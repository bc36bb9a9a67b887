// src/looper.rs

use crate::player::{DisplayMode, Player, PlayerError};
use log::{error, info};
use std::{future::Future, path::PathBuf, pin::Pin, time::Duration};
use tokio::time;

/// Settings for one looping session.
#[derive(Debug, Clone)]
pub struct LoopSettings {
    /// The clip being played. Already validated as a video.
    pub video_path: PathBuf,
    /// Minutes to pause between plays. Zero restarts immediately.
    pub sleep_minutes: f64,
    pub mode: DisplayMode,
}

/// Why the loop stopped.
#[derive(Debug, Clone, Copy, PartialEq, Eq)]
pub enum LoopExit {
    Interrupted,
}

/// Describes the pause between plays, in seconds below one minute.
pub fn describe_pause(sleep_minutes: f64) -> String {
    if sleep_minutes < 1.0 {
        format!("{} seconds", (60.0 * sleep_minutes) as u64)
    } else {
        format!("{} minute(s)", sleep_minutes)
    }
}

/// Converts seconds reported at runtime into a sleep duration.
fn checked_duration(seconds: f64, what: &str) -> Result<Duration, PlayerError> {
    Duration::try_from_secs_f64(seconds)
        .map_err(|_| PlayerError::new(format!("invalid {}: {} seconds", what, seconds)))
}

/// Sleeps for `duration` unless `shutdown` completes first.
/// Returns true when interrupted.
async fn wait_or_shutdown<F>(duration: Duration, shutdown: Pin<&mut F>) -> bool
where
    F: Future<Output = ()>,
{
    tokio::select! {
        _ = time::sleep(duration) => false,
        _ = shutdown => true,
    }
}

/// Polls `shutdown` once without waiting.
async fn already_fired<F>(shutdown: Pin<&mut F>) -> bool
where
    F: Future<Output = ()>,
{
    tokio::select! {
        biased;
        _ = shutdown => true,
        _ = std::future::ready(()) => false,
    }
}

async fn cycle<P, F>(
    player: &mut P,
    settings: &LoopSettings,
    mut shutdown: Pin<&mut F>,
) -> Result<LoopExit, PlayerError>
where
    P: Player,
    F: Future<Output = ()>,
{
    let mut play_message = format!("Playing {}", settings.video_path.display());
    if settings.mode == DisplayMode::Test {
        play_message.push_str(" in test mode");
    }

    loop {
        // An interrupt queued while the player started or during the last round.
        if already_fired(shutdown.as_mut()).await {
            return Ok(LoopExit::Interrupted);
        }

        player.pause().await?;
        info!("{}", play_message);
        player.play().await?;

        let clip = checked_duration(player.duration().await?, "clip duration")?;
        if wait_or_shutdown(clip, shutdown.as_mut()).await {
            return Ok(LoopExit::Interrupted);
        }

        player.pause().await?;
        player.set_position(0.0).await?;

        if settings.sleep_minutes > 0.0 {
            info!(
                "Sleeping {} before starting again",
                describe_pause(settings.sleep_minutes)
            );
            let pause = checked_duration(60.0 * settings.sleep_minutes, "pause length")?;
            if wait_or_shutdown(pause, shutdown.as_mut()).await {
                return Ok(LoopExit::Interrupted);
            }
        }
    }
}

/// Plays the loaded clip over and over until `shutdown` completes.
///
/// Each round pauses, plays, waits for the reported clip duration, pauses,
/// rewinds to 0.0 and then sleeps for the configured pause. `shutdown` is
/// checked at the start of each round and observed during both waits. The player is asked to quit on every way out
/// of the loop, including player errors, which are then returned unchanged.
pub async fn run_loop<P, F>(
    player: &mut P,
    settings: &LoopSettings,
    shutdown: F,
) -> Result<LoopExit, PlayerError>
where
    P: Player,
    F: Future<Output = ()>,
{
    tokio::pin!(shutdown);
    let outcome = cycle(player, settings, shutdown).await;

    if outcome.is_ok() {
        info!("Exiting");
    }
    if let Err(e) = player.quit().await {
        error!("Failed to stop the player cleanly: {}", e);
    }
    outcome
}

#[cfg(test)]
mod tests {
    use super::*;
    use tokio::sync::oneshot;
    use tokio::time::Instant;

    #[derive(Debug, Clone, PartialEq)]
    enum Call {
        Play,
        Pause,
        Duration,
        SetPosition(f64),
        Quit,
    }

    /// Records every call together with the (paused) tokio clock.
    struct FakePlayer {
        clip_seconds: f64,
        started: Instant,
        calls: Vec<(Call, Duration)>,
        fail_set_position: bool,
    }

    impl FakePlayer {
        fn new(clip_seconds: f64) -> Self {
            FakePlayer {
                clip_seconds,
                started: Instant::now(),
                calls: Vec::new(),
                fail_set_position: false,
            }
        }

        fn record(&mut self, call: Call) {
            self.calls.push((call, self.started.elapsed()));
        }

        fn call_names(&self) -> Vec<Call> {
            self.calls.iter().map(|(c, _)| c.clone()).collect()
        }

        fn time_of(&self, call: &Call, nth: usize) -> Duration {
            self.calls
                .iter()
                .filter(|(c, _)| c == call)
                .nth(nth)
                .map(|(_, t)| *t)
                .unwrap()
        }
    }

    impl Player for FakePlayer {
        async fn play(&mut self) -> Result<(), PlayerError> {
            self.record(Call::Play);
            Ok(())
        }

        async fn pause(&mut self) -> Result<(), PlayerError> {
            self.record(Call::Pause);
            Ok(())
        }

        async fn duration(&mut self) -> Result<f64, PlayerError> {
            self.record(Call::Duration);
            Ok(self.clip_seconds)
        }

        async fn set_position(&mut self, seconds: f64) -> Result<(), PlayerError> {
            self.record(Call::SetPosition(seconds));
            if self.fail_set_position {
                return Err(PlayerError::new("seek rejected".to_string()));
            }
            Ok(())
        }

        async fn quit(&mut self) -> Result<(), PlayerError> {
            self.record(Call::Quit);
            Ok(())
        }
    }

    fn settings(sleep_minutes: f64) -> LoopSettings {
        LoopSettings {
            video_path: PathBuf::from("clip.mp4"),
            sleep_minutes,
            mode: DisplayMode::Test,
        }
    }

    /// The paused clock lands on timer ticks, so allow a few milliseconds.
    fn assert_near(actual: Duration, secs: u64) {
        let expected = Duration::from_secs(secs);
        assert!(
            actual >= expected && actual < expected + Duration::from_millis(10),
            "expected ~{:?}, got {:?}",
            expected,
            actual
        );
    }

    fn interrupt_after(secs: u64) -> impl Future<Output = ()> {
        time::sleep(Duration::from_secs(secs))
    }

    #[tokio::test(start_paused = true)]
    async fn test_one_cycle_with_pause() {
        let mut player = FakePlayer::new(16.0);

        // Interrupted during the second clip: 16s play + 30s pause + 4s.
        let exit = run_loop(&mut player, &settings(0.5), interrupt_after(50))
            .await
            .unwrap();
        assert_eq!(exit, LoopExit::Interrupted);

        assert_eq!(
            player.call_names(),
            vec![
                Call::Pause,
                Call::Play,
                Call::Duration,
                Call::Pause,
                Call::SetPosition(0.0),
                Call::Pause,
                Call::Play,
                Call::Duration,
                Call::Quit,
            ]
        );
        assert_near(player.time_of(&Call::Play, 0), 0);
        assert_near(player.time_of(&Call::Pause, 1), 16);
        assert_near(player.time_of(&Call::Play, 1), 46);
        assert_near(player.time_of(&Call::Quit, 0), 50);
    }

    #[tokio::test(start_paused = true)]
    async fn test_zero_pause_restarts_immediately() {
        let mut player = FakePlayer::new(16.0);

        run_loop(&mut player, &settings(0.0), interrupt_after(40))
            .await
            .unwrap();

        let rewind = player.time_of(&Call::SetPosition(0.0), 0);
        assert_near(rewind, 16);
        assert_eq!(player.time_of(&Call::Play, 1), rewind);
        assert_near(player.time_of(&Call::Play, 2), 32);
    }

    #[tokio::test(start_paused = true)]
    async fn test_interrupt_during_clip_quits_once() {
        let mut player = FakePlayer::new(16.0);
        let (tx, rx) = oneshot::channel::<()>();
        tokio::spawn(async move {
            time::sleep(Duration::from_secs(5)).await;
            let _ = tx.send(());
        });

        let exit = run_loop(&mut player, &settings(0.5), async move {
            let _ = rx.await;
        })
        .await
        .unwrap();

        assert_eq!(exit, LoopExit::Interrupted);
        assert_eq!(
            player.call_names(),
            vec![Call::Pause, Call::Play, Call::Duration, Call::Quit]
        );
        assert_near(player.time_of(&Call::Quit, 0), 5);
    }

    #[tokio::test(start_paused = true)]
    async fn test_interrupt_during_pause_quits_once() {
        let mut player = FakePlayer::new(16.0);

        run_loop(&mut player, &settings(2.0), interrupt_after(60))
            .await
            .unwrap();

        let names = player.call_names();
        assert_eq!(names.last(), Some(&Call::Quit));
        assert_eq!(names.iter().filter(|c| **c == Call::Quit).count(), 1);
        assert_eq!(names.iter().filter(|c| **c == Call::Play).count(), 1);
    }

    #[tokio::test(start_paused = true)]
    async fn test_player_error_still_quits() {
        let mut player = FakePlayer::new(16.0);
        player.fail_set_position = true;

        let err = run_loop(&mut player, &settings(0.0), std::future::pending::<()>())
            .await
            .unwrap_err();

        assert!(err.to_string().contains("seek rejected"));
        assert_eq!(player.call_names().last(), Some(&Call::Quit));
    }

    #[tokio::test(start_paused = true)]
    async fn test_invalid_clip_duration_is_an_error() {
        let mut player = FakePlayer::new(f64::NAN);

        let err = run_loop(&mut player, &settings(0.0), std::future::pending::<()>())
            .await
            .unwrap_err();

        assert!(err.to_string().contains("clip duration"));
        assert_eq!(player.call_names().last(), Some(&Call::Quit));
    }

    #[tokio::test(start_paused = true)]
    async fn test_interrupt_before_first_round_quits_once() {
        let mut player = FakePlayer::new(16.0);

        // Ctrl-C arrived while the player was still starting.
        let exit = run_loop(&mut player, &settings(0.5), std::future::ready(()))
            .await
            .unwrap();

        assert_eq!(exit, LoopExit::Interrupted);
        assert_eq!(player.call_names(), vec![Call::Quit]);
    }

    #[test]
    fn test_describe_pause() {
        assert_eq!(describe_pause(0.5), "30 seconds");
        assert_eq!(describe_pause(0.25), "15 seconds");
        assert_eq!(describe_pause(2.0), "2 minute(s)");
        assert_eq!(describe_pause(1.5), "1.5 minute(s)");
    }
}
▬▬▬▬▬▬
Work instructions =
Out of the data above, transcribe exactly and only the lines starting with the line that has "Duration, shutdown: Pin<&mut F>) -> bool" and going on through the line that has "if wait_or_shutdown(clip, shutdown.as_mut()).await", both included.

Answer box =
async fn wait_or_shutdown<F>(duration: Duration, shutdown: Pin<&mut F>) -> bool
where
    F: Future<Output = ()>,
{
    tokio::select! {
        _ = time::sleep(duration) => false,
        _ = shutdown => true,
    }
}

/// Polls `shutdown` once without waiting.
async fn already_fired<F>(shutdown: Pin<&mut F>) -> bool
where
    F: Future<Output = ()>,
{
    tokio::select! {
        biased;
        _ = shutdown => true,
        _ = std::future::ready(()) => false,
    }
}

async fn cycle<P, F>(
    player: &mut P,
    settings: &LoopSettings,
    mut shutdown: Pin<&mut F>,
) -> Result<LoopExit, PlayerError>
where
    P: Player,
    F: Future<Output = ()>,
{
    let mut play_message = format!("Playing {}", settings.video_path.display());
    if settings.mode == DisplayMode::Test {
        play_message.push_str(" in test mode");
    }

    loop {
        // An interrupt queued while the player started or during the last round.
        if already_fired(shutdown.as_mut()).await {
            return Ok(LoopExit::Interrupted);
        }

        player.pause().await?;
        info!("{}", play_message);
        player.play().await?;

        let clip = checked_duration(player.duration().await?, "clip duration")?;
        if wait_or_shutdown(clip, shutdown.as_mut()).await {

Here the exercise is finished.